# Enter full pathname of shell or RETURN for /bin/sh:



## hkravipati (May 10, 2013)

Hi,

I am new to FreeBSD. When I start the machine it's going to single user mode and getting like below

```
Automatic file system check failed: help!
ERROR: ABORTING BOOT (sending SIGTERM to parent)!
May 10 06:59:36 init: /bin/sh on /etc/rc terminated abnormally. going to singlr user mode
Enter full pathname of shell or RETURN for /bin/sh:
```

I did `# fsck -y` as per my knowledge. But it was saying

```
***** FILE SYSTEM STILL DIRTY *****

***** PLEASE RERUN FSCK *****
```

It means a server crash.

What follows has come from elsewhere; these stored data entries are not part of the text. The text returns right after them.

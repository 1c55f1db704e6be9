//! Tabular datasets parsed from CSV.
//!
//! The first row is always the header. Column types are inferred after
//! the whole file has been read: a column whose non-missing cells all
//! parse as floating point is numeric, anything else is text.

use std::collections::HashMap;
use std::fs::File;
use std::io::{BufReader, Read};
use std::path::Path;

use csv::ReaderBuilder;
use serde::Serialize;
use tracing::debug;

use crate::error::{DatasetError, Result};

/// Cell contents treated as missing values.
pub const MISSING_MARKERS: &[&str] = &[
    "", "NA", "N/A", "n/a", "NaN", "nan", "-NaN", "-nan", "null", "NULL",
    "None", "#N/A", "#N/A N/A", "#NA", "<NA>", "1.#IND", "1.#QNAN",
    "-1.#IND", "-1.#QNAN",
];

/// Largest magnitude below which every integer is exact in an `f64`.
const MAX_EXACT_INTEGER: f64 = 9_007_199_254_740_992.0;

#[derive(Debug, Clone, PartialEq)]
pub enum Cell {
    Missing,
    Number(f64),
    Text(String),
}

impl Cell {
    pub fn is_missing(&self) -> bool {
        matches!(self, Cell::Missing)
    }
}

#[derive(Debug, Clone, Copy, PartialEq, Eq, Serialize)]
#[serde(rename_all = "snake_case")]
pub enum ColumnKind {
    /// Every cell present and written as an integer literal.
    Integer,
    Float,
    Text,
    /// No non-missing cells at all.
    Empty,
}

impl ColumnKind {
    pub fn is_numeric(self) -> bool {
        matches!(self, ColumnKind::Integer | ColumnKind::Float)
    }
}

#[derive(Debug, Clone, PartialEq)]
pub struct Column {
    pub name: String,
    pub kind: ColumnKind,
    pub cells: Vec<Cell>,
}

impl Column {
    fn infer(name: String, raw: Vec<Option<String>>) -> Self {
        let present: Vec<&str> = raw.iter().flatten().map(String::as_str).collect();

        if present.is_empty() {
            let cells = vec![Cell::Missing; raw.len()];
            return Self { name, kind: ColumnKind::Empty, cells };
        }

        let parsed: Option<Vec<f64>> = present.iter().map(|s| s.trim().parse::<f64>().ok()).collect();

        match parsed {
            Some(numbers) => {
                let has_missing = present.len() < raw.len();
                let integral = present.iter().all(|s| is_integer_literal(s.trim()));
                let kind = if integral && !has_missing { ColumnKind::Integer } else { ColumnKind::Float };

                let mut it = numbers.into_iter();
                let cells = raw
                    .iter()
                    .map(|c| match c {
                        Some(_) => it.next().map(Cell::Number).unwrap_or(Cell::Missing),
                        None => Cell::Missing,
                    })
                    .collect();
                Self { name, kind, cells }
            }
            None => {
                let cells = raw
                    .into_iter()
                    .map(|c| c.map(Cell::Text).unwrap_or(Cell::Missing))
                    .collect();
                Self { name, kind: ColumnKind::Text, cells }
            }
        }
    }

    /// Number of non-missing cells.
    pub fn present_count(&self) -> usize {
        self.cells.iter().filter(|c| !c.is_missing()).count()
    }

    /// Non-missing numeric values in row order. Empty for text columns.
    pub fn numbers(&self) -> Vec<f64> {
        self.cells
            .iter()
            .filter_map(|c| match c {
                Cell::Number(v) => Some(*v),
                _ => None,
            })
            .collect()
    }

    /// Render a number the way this column displays it.
    pub fn format_number(&self, v: f64) -> String {
        match self.kind {
            ColumnKind::Integer if v.abs() < MAX_EXACT_INTEGER => format!("{v:.0}"),
            _ => format!("{:?}", v),
        }
    }

    /// Display label of a cell, `None` for missing.
    pub fn label(&self, cell: &Cell) -> Option<String> {
        match cell {
            Cell::Missing => None,
            Cell::Number(v) => Some(self.format_number(*v)),
            Cell::Text(s) => Some(s.clone()),
        }
    }
}

/// A parsed CSV file: named columns of equal length.
#[derive(Debug, Clone, PartialEq)]
pub struct Dataset {
    columns: Vec<Column>,
    row_count: usize,
}

impl Dataset {
    pub fn from_csv_reader<R: Read>(reader: R) -> Result<Self> {
        let mut rdr = ReaderBuilder::new()
            .has_headers(true)
            .flexible(true)
            .from_reader(reader);

        let header = rdr.headers()?.clone();
        if header.is_empty() {
            return Err(DatasetError::Empty);
        }
        let names = dedupe_headers(header.iter());
        let width = names.len();

        let mut raw: Vec<Vec<Option<String>>> = vec![Vec::new(); width];
        let mut row_count = 0usize;

        for (idx, record) in rdr.records().enumerate() {
            let record = record?;
            if record.len() > width {
                return Err(DatasetError::RaggedRow {
                    line: idx + 2,
                    expected: width,
                    found: record.len(),
                });
            }
            for (col, values) in raw.iter_mut().enumerate() {
                let cell = record.get(col).filter(|v| !is_missing_marker(v)).map(str::to_string);
                values.push(cell);
            }
            row_count += 1;
        }

        let columns = names
            .into_iter()
            .zip(raw)
            .map(|(name, values)| Column::infer(name, values))
            .collect::<Vec<_>>();

        debug!(columns = columns.len(), rows = row_count, "Parsed CSV dataset");
        Ok(Self { columns, row_count })
    }

    pub fn from_csv_bytes(bytes: &[u8]) -> Result<Self> {
        Self::from_csv_reader(bytes)
    }

    pub fn from_path(path: &Path) -> Result<Self> {
        let file = File::open(path).map_err(|e| match e.kind() {
            std::io::ErrorKind::NotFound => DatasetError::NotFound(path.to_path_buf()),
            _ => DatasetError::Io(e),
        })?;
        Self::from_csv_reader(BufReader::new(file))
    }

    pub fn row_count(&self) -> usize {
        self.row_count
    }

    pub fn columns(&self) -> &[Column] {
        &self.columns
    }

    pub fn column_names(&self) -> impl Iterator<Item = &str> {
        self.columns.iter().map(|c| c.name.as_str())
    }

    pub fn column(&self, name: &str) -> Option<&Column> {
        self.columns.iter().find(|c| c.name == name)
    }

    /// First `limit` rows as display strings, row-major.
    pub fn preview(&self, limit: usize) -> Vec<Vec<String>> {
        (0..self.row_count.min(limit))
            .map(|row| {
                self.columns
                    .iter()
                    .map(|col| col.label(&col.cells[row]).unwrap_or_else(|| "NaN".to_string()))
                    .collect()
            })
            .collect()
    }
}

fn is_missing_marker(value: &str) -> bool {
    MISSING_MARKERS.contains(&value)
}

/// Optional sign followed by ASCII digits only.
fn is_integer_literal(value: &str) -> bool {
    let digits = value.strip_prefix(['+', '-']).unwrap_or(value);
    !digits.is_empty() && digits.bytes().all(|b| b.is_ascii_digit())
}

/// Blank headers become `Unnamed: {i}`; repeats get `.1`, `.2`, ... suffixes.
fn dedupe_headers<'a>(raw: impl Iterator<Item = &'a str>) -> Vec<String> {
    let mut seen: HashMap<String, usize> = HashMap::new();
    let mut out = Vec::new();

    for (i, name) in raw.enumerate() {
        let base = if name.is_empty() { format!("Unnamed: {i}") } else { name.to_string() };
        let mut candidate = base.clone();
        while let Some(n) = seen.get_mut(&candidate) {
            *n += 1;
            candidate = format!("{base}.{n}");
        }
        seen.insert(candidate.clone(), 0);
        out.push(candidate);
    }
    out
}

#[cfg(test)]
mod tests {
    use super::*;
    use pretty_assertions::assert_eq;

    fn parse(csv: &str) -> Dataset {
        Dataset::from_csv_bytes(csv.as_bytes()).expect("valid csv")
    }

    #[test]
    fn test_infers_integer_float_and_text_columns() {
        let ds = parse("id,price,name\n1,2.5,apple\n2,3,banana\n");
        assert_eq!(ds.row_count(), 2);
        assert_eq!(ds.column("id").unwrap().kind, ColumnKind::Integer);
        assert_eq!(ds.column("price").unwrap().kind, ColumnKind::Float);
        assert_eq!(ds.column("name").unwrap().kind, ColumnKind::Text);
    }

    #[test]
    fn test_missing_integer_becomes_float() {
        let ds = parse("qty\n1\n3\nNA\n");
        let col = ds.column("qty").unwrap();
        assert_eq!(col.kind, ColumnKind::Float);
        assert_eq!(col.cells, vec![Cell::Number(1.0), Cell::Number(3.0), Cell::Missing]);
        assert_eq!(col.format_number(3.0), "3.0");
    }

    #[test]
    fn test_float_literals_keep_float_labels() {
        let ds = parse("x\n1.0\n2.0\n");
        let col = ds.column("x").unwrap();
        assert_eq!(col.kind, ColumnKind::Float);
        let labels: Vec<_> = col.cells.iter().filter_map(|c| col.label(c)).collect();
        assert_eq!(labels, vec!["1.0", "2.0"]);
    }

    #[test]
    fn test_huge_values_keep_distinct_labels() {
        let ds = parse("n\n1e20\n2e20\n");
        let col = ds.column("n").unwrap();
        assert_eq!(col.kind, ColumnKind::Float);
        let labels: Vec<_> = col.cells.iter().filter_map(|c| col.label(c)).collect();
        assert_eq!(labels, vec!["1e20", "2e20"]);

        let ds = parse("n\n100000000000000000000\n200000000000000000000\n");
        let col = ds.column("n").unwrap();
        assert_eq!(col.kind, ColumnKind::Integer);
        assert_ne!(col.label(&col.cells[0]), col.label(&col.cells[1]));
        assert_eq!(col.format_number(-42.0), "-42");
    }

    #[test]
    fn test_platform_nan_markers_are_missing() {
        let ds = parse("v\n1.#IND\n1.#QNAN\n-1.#IND\n-1.#QNAN\n#N/A N/A\n5\n");
        let col = ds.column("v").unwrap();
        assert_eq!(col.present_count(), 1);
        assert_eq!(col.kind, ColumnKind::Float);
    }

    #[test]
    fn test_all_missing_column_is_empty_kind() {
        let ds = parse("a,b\n1,\n2,\n");
        assert_eq!(ds.column("b").unwrap().kind, ColumnKind::Empty);
        assert_eq!(ds.column("b").unwrap().present_count(), 0);
    }

    #[test]
    fn test_duplicate_and_blank_headers() {
        let ds = parse("x,x,,x\n1,2,3,4\n");
        let names: Vec<&str> = ds.column_names().collect();
        assert_eq!(names, vec!["x", "x.1", "Unnamed: 2", "x.2"]);
    }

    #[test]
    fn test_short_rows_are_padded() {
        let ds = parse("a,b,c\n1,2\n");
        assert_eq!(ds.column("c").unwrap().cells, vec![Cell::Missing]);
    }

    #[test]
    fn test_long_rows_are_rejected() {
        let err = Dataset::from_csv_bytes(b"a,b\n1,2,3\n").unwrap_err();
        assert!(matches!(err, DatasetError::RaggedRow { line: 2, expected: 2, found: 3 }));
    }

    #[test]
    fn test_empty_input_is_rejected() {
        assert!(matches!(Dataset::from_csv_bytes(b""), Err(DatasetError::Empty)));
    }

    #[test]
    fn test_missing_file_maps_to_not_found() {
        let err = Dataset::from_path(Path::new("/definitely/not/here.csv")).unwrap_err();
        assert!(matches!(err, DatasetError::NotFound(_)));
    }

    #[test]
    fn test_preview_limits_rows() {
        let ds = parse("a,b\n1,x\n2,\n3,z\n");
        let preview = ds.preview(2);
        assert_eq!(preview, vec![
            vec!["1".to_string(), "x".to_string()],
            vec!["2".to_string(), "NaN".to_string()],
        ]);
    }
}
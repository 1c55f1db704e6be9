//! Credential check guarding the dashboard.

use tracing::{info, warn};

use crate::session::SessionFlag;

/// Hard-coded login name.
///
/// SECURITY: plaintext credentials in source, compared without hashing.
/// Kept as-is; not externally configurable.
pub const ADMIN_USERNAME: &str = "Admin";
/// Hard-coded password. See [`ADMIN_USERNAME`].
pub const ADMIN_PASSWORD: &str = "saloni123";

pub const LOGIN_SUCCESS: &str = "Logged in successfully!";
pub const LOGIN_FAILURE: &str = "Invalid username or password";

#[derive(Debug, Clone, Copy, PartialEq, Eq)]
pub enum LoginOutcome {
    Authenticated,
    InvalidCredentials,
}

impl LoginOutcome {
    pub fn message(self) -> &'static str {
        match self {
            LoginOutcome::Authenticated => LOGIN_SUCCESS,
            LoginOutcome::InvalidCredentials => LOGIN_FAILURE,
        }
    }
}

pub struct AccessGate;

impl AccessGate {
    /// Exact, case-sensitive match on both fields.
    pub fn check(username: &str, password: &str) -> bool {
        username == ADMIN_USERNAME && password == ADMIN_PASSWORD
    }

    /// Raise `flag` on a match. A failed attempt leaves it untouched and
    /// may be retried without limit.
    pub fn login(flag: &mut SessionFlag, username: &str, password: &str) -> LoginOutcome {
        if Self::check(username, password) {
            flag.raise();
            info!(username, "Login succeeded");
            LoginOutcome::Authenticated
        } else {
            warn!(username, "Login rejected: invalid credentials");
            LoginOutcome::InvalidCredentials
        }
    }
}
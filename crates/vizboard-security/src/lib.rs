//! vizboard-security: Access gate and the per-session login flag.
//!
//! The gate compares credentials against two literals compiled into the
//! binary. There is no hashing, rate limiting, lockout or expiry. This is a
//! known weakness carried over unchanged; see [`gate::ADMIN_USERNAME`].

pub mod gate;
pub mod session;

pub use gate::{AccessGate, LoginOutcome};
pub use session::SessionFlag;
//! Dual-dataset comparison: shared column names and the row-count summary.

use std::collections::BTreeSet;

use serde::Serialize;

use crate::dataset::Dataset;

pub const NO_COMMON_COLUMNS: &str = "No common columns found between datasets.";

/// Intersection of the two datasets' column-name sets.
pub fn common_columns(first: &Dataset, second: &Dataset) -> BTreeSet<String> {
    let theirs: BTreeSet<&str> = second.column_names().collect();
    first
        .column_names()
        .filter(|name| theirs.contains(name))
        .map(str::to_string)
        .collect()
}

#[derive(Debug, Clone, PartialEq, Eq, Serialize)]
pub struct ComparisonSummary {
    pub first_dataset_rows: usize,
    pub second_dataset_rows: usize,
    pub common_columns: Vec<String>,
}

#[derive(Debug, Clone, PartialEq, Eq)]
pub enum ComparisonOutcome {
    NoCommonColumns,
    Common(BTreeSet<String>),
}

impl ComparisonOutcome {
    /// Whether `column` may be offered for side-by-side charts.
    pub fn offers(&self, column: &str) -> bool {
        match self {
            ComparisonOutcome::NoCommonColumns => false,
            ComparisonOutcome::Common(cols) => cols.contains(column),
        }
    }
}

pub fn compare(first: &Dataset, second: &Dataset) -> (ComparisonSummary, ComparisonOutcome) {
    let common = common_columns(first, second);
    let summary = ComparisonSummary {
        first_dataset_rows: first.row_count(),
        second_dataset_rows: second.row_count(),
        common_columns: common.iter().cloned().collect(),
    };
    let outcome = if common.is_empty() {
        ComparisonOutcome::NoCommonColumns
    } else {
        ComparisonOutcome::Common(common)
    };
    (summary, outcome)
}
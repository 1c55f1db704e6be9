//! Cookie-keyed, in-memory browser sessions.
//!
//! A session holds the login flag, the raw bytes of the most recent uploads
//! and one-shot flash notices. Uploads are re-parsed on every request.

use std::collections::HashMap;
use std::convert::Infallible;
use std::sync::Arc;

use axum::extract::FromRequestParts;
use axum::http::request::Parts;
use axum_extra::extract::cookie::{Cookie, CookieJar, SameSite};
use tokio::sync::RwLock;
use tracing::debug;
use uuid::Uuid;

use vizboard_common::{Notice, UploadedFile};
use vizboard_security::SessionFlag;

use crate::state::SharedState;

pub const SESSION_COOKIE: &str = "vizboard_session";

#[derive(Debug, Clone, Default)]
pub struct Session {
    pub flag: SessionFlag,
    pub static_upload: Option<Arc<UploadedFile>>,
    pub first_upload: Option<Arc<UploadedFile>>,
    pub second_upload: Option<Arc<UploadedFile>>,
    /// Shown once on the next dashboard render.
    pub flash: Vec<Notice>,
}

impl Session {
    pub fn is_logged_in(&self) -> bool {
        self.flag.is_logged_in()
    }
}

#[derive(Default)]
pub struct SessionStore {
    inner: RwLock<HashMap<Uuid, Session>>,
}

impl SessionStore {
    pub fn new() -> Self {
        Self::default()
    }

    /// Find the session named by the request cookie, or pick a fresh id and
    /// add its cookie to the returned jar. Nothing is stored until the first
    /// [`update`](Self::update), so anonymous reads leave the store untouched.
    pub async fn resolve(&self, jar: CookieJar) -> (Uuid, CookieJar) {
        let existing = jar
            .get(SESSION_COOKIE)
            .and_then(|c| Uuid::parse_str(c.value()).ok());

        if let Some(id) = existing {
            if self.inner.read().await.contains_key(&id) {
                return (id, jar);
            }
        }

        let id = Uuid::new_v4();
        debug!(%id, "Issued new session id");

        let cookie = Cookie::build((SESSION_COOKIE, id.to_string()))
            .http_only(true)
            .same_site(SameSite::Lax)
            .path("/");
        (id, jar.add(cookie))
    }

    pub async fn snapshot(&self, id: Uuid) -> Session {
        self.inner.read().await.get(&id).cloned().unwrap_or_default()
    }

    /// Mutate one session in place, storing it on first write.
    pub async fn update<R>(&self, id: Uuid, f: impl FnOnce(&mut Session) -> R) -> R {
        let mut sessions = self.inner.write().await;
        f(sessions.entry(id).or_default())
    }

    /// Number of stored sessions.
    pub async fn len(&self) -> usize {
        self.inner.read().await.len()
    }
}

/// The caller's session, resolved from (or issued as) a cookie.
///
/// Handlers must return `jar` in their response so a newly issued cookie
/// reaches the browser.
pub struct CurrentSession {
    pub id: Uuid,
    pub jar: CookieJar,
    pub session: Session,
}

impl FromRequestParts<SharedState> for CurrentSession {
    type Rejection = Infallible;

    async fn from_request_parts(
        parts: &mut Parts,
        state: &SharedState,
    ) -> Result<Self, Self::Rejection> {
        let jar = CookieJar::from_headers(&parts.headers);
        let (id, jar) = state.sessions.resolve(jar).await;
        let session = state.sessions.snapshot(id).await;
        Ok(Self { id, jar, session })
    }
}

#[cfg(test)]
mod tests {
    use super::*;
    use axum::http::{header, HeaderMap, HeaderValue};

    #[tokio::test]
    async fn test_resolve_issues_cookie_once() {
        let store = SessionStore::new();
        let (id, jar) = store.resolve(CookieJar::new()).await;
        let cookie = jar.get(SESSION_COOKIE).unwrap();
        assert_eq!(cookie.value(), id.to_string());
        assert_eq!(cookie.http_only(), Some(true));

        let mut headers = HeaderMap::new();
        headers.insert(
            header::COOKIE,
            HeaderValue::from_str(&format!("{SESSION_COOKIE}={id}")).unwrap(),
        );
        let (fresh, _) = store.resolve(CookieJar::from_headers(&headers)).await;
        assert_ne!(fresh, id, "an id is only honoured once stored");

        store.update(id, |s| s.flash.push(Notice::success("hi"))).await;
        let (again, jar) = store.resolve(CookieJar::from_headers(&headers)).await;
        assert_eq!(again, id);
        assert_eq!(jar.get(SESSION_COOKIE).map(|c| c.value().to_string()), Some(id.to_string()));
        assert_eq!(store.len().await, 1);
    }

    #[tokio::test]
    async fn test_anonymous_reads_store_nothing() {
        let store = SessionStore::new();
        for _ in 0..10_000 {
            let (id, _) = store.resolve(CookieJar::new()).await;
            assert!(!store.snapshot(id).await.is_logged_in());
        }
        assert_eq!(store.len().await, 0);
    }

    #[tokio::test]
    async fn test_unknown_cookie_starts_new_session() {
        let store = SessionStore::new();
        let stale = Uuid::new_v4();
        let mut headers = HeaderMap::new();
        headers.insert(
            header::COOKIE,
            HeaderValue::from_str(&format!("{SESSION_COOKIE}={stale}")).unwrap(),
        );
        let (id, _) = store.resolve(CookieJar::from_headers(&headers)).await;
        assert_ne!(id, stale);
    }

    #[tokio::test]
    async fn test_update_and_snapshot() {
        let store = SessionStore::new();
        let (id, _) = store.resolve(CookieJar::new()).await;
        assert!(!store.snapshot(id).await.is_logged_in());

        store
            .update(id, |s| {
                s.static_upload = Some(Arc::new(UploadedFile::new("a.csv", b"x\n1\n".to_vec())));
                s.flash.push(Notice::success("hi"));
            })
            .await;
        let taken = store.update(id, |s| std::mem::take(&mut s.flash)).await;
        assert_eq!(taken.len(), 1);

        let snap = store.snapshot(id).await;
        assert!(snap.flash.is_empty());
        assert_eq!(snap.static_upload.as_deref().map(|f| f.name.as_str()), Some("a.csv"));
    }
}
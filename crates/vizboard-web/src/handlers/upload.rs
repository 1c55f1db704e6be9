//! CSV upload endpoints. Bytes are stored in the session untouched and
//! parsed again on every dashboard render.

use std::path::Path;
use std::sync::Arc;

use axum::{
    extract::{Multipart, State},
    response::{IntoResponse, Redirect, Response},
};
use tracing::{info, warn};

use vizboard_common::{Notice, UploadedFile};

use crate::error::Result;
use crate::session::CurrentSession;
use crate::state::SharedState;

/// File name must end in `.csv` (any case).
pub fn is_csv_name(name: &str) -> bool {
    Path::new(name)
        .extension()
        .is_some_and(|ext| ext.eq_ignore_ascii_case("csv"))
}

/// Outcome of reading one multipart field.
enum Accepted {
    File(UploadedFile),
    Rejected(Notice),
}

/// Collect the named file fields. Parts with no file selected are skipped.
async fn read_files(multipart: &mut Multipart, wanted: &[&str]) -> Result<Vec<(String, Accepted)>> {
    let mut out = Vec::new();
    while let Some(field) = multipart.next_field().await? {
        let Some(name) = field.name().map(str::to_string) else { continue };
        if !wanted.contains(&name.as_str()) {
            continue;
        }
        let file_name = field.file_name().unwrap_or_default().to_string();
        let bytes = field.bytes().await?;
        if file_name.is_empty() && bytes.is_empty() {
            continue;
        }
        if !is_csv_name(&file_name) {
            warn!(field = %name, file = %file_name, "Rejected non-CSV upload");
            out.push((
                name,
                Accepted::Rejected(Notice::error(format!("{file_name} is not a .csv file"))),
            ));
            continue;
        }
        info!(field = %name, file = %file_name, bytes = bytes.len(), "CSV uploaded");
        out.push((name, Accepted::File(UploadedFile::new(file_name, bytes.to_vec()))));
    }
    Ok(out)
}

pub async fn upload_static(
    State(state): State<SharedState>,
    current: CurrentSession,
    mut multipart: Multipart,
) -> Result<Response> {
    if !current.session.is_logged_in() {
        return Ok((current.jar, Redirect::to("/login")).into_response());
    }
    let files = read_files(&mut multipart, &["file"]).await?;
    state
        .sessions
        .update(current.id, |s| {
            for (_, accepted) in files {
                match accepted {
                    Accepted::File(f) => s.static_upload = Some(Arc::new(f)),
                    Accepted::Rejected(notice) => s.flash.push(notice),
                }
            }
        })
        .await;
    Ok((current.jar, Redirect::to("/dashboard?mode=static")).into_response())
}

pub async fn upload_dynamic(
    State(state): State<SharedState>,
    current: CurrentSession,
    mut multipart: Multipart,
) -> Result<Response> {
    if !current.session.is_logged_in() {
        return Ok((current.jar, Redirect::to("/login")).into_response());
    }
    let files = read_files(&mut multipart, &["file1", "file2"]).await?;
    state
        .sessions
        .update(current.id, |s| {
            for (field, accepted) in files {
                match accepted {
                    Accepted::File(f) if field == "file1" => s.first_upload = Some(Arc::new(f)),
                    Accepted::File(f) => s.second_upload = Some(Arc::new(f)),
                    Accepted::Rejected(notice) => s.flash.push(notice),
                }
            }
        })
        .await;
    Ok((current.jar, Redirect::to("/dashboard?mode=dynamic")).into_response())
}

#[cfg(test)]
mod tests {
    use super::*;

    #[test]
    fn test_csv_extension_check() {
        assert!(is_csv_name("sales.csv"));
        assert!(is_csv_name("SALES.CSV"));
        assert!(!is_csv_name("sales.xlsx"));
        assert!(!is_csv_name("csv"));
        assert!(!is_csv_name(""));
    }
}
use std::fmt;
use std::str::FromStr;

use serde::{Deserialize, Serialize};

use crate::error::ChartError;

/// The closed set of chart recipes offered in the chart-type selector.
#[derive(Debug, Clone, Copy, PartialEq, Eq, Hash, Serialize, Deserialize)]
pub enum ChartKind {
    #[serde(rename = "Donut Chart")]
    Donut,
    #[serde(rename = "Bar Graph")]
    Bar,
    #[serde(rename = "Line Graph")]
    Line,
    #[serde(rename = "Pie Chart")]
    Pie,
    #[serde(rename = "Histogram")]
    Histogram,
}

impl ChartKind {
    /// Selector order.
    pub const ALL: [ChartKind; 5] = [
        ChartKind::Donut,
        ChartKind::Bar,
        ChartKind::Line,
        ChartKind::Pie,
        ChartKind::Histogram,
    ];

    pub fn label(self) -> &'static str {
        match self {
            ChartKind::Donut => "Donut Chart",
            ChartKind::Bar => "Bar Graph",
            ChartKind::Line => "Line Graph",
            ChartKind::Pie => "Pie Chart",
            ChartKind::Histogram => "Histogram",
        }
    }
}

impl Default for ChartKind {
    fn default() -> Self {
        ChartKind::Donut
    }
}

impl fmt::Display for ChartKind {
    fn fmt(&self, f: &mut fmt::Formatter<'_>) -> fmt::Result {
        f.write_str(self.label())
    }
}

impl FromStr for ChartKind {
    type Err = ChartError;

    fn from_str(s: &str) -> Result<Self, Self::Err> {
        ChartKind::ALL
            .into_iter()
            .find(|k| k.label() == s)
            .ok_or_else(|| ChartError::UnknownKind(s.to_string()))
    }
}
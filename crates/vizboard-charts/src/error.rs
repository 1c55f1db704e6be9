use thiserror::Error;

pub type Result<T> = std::result::Result<T, ChartError>;

#[derive(Debug, Error, PartialEq, Eq)]
pub enum ChartError {
    #[error("Unknown column: {0}")]
    UnknownColumn(String),

    #[error("Column {0} has no non-missing values to plot")]
    NoValues(String),

    #[error("Unknown chart type: {0}")]
    UnknownKind(String),

    #[error("Chart rendering failed: {0}")]
    Render(String),
}
//! Shared test fixtures: small CSV datasets and multipart body builders.

pub use pretty_assertions;

pub mod fixtures {
    /// `Category` holds `A, A, B`.
    pub const CATEGORY_CSV: &str = "Category,Amount\nA,10\nA,20\nB,5\n";

    pub const STORE_SALES_CSV: &str = "Store,Sales\n1,24924.5\n2,46039.49\n1,41595.55\n";

    pub const STORE_PROFIT_CSV: &str = "Store,Profit\n1,120.5\n3,98.25\n";

    pub const DISJOINT_CSV: &str = "Region,Units\nNorth,4\nSouth,9\n";

    /// Build a CSV document from a header and rows.
    pub fn csv(header: &[&str], rows: &[&[&str]]) -> String {
        let mut out = header.join(",");
        out.push('\n');
        for row in rows {
            out.push_str(&row.join(","));
            out.push('\n');
        }
        out
    }
}

/// A `multipart/form-data` body assembled in memory.
pub struct MultipartBody {
    boundary: String,
    body: Vec<u8>,
}

impl Default for MultipartBody {
    fn default() -> Self {
        Self::new()
    }
}

impl MultipartBody {
    pub fn new() -> Self {
        Self {
            boundary: format!("vizboard-{}", uuid::Uuid::new_v4().simple()),
            body: Vec::new(),
        }
    }

    pub fn file(mut self, field: &str, filename: &str, contents: &[u8]) -> Self {
        let head = format!(
            "--{}\r\nContent-Disposition: form-data; name=\"{}\"; filename=\"{}\"\r\nContent-Type: text/csv\r\n\r\n",
            self.boundary, field, filename
        );
        self.body.extend_from_slice(head.as_bytes());
        self.body.extend_from_slice(contents);
        self.body.extend_from_slice(b"\r\n");
        self
    }

    pub fn text(mut self, field: &str, value: &str) -> Self {
        let part = format!(
            "--{}\r\nContent-Disposition: form-data; name=\"{}\"\r\n\r\n{}\r\n",
            self.boundary, field, value
        );
        self.body.extend_from_slice(part.as_bytes());
        self
    }

    pub fn content_type(&self) -> String {
        format!("multipart/form-data; boundary={}", self.boundary)
    }

    /// Close the body and return `(content type, bytes)`.
    pub fn finish(mut self) -> (String, Vec<u8>) {
        let tail = format!("--{}--\r\n", self.boundary);
        self.body.extend_from_slice(tail.as_bytes());
        (self.content_type(), self.body)
    }
}

#[cfg(test)]
mod tests {
    use super::*;

    #[test]
    fn test_csv_builder() {
        let doc = fixtures::csv(&["a", "b"], &[&["1", "2"], &["3", "4"]]);
        assert_eq!(doc, "a,b\n1,2\n3,4\n");
    }

    #[test]
    fn test_multipart_body_is_terminated() {
        let (ct, body) = MultipartBody::new().file("file", "x.csv", b"a\n1\n").finish();
        let text = String::from_utf8(body).unwrap();
        let boundary = ct.split("boundary=").nth(1).unwrap();
        assert!(text.starts_with(&format!("--{boundary}\r\n")));
        assert!(text.ends_with(&format!("--{boundary}--\r\n")));
        assert!(text.contains("filename=\"x.csv\""));
    }
}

What was the solution for this issue?


Regards,
RHK


----------



## chatwizrd (May 10, 2013)

If you have run multiple passes with `fsck -y` and it still is dirty, then you probably will want to install FreeBSD on another hard drive and then mount this drive as a secondary and see if you can copy your data back over if the drive is not damaged.


----------



## hkravipati (May 13, 2013)

I am still getting dirty blocks after `fsck -y`. I am planning to mount the crashed file system to /mnt and make a backup. Can I format the crashed file system, or do I need to create a new file system. What is the correct procedure?


----------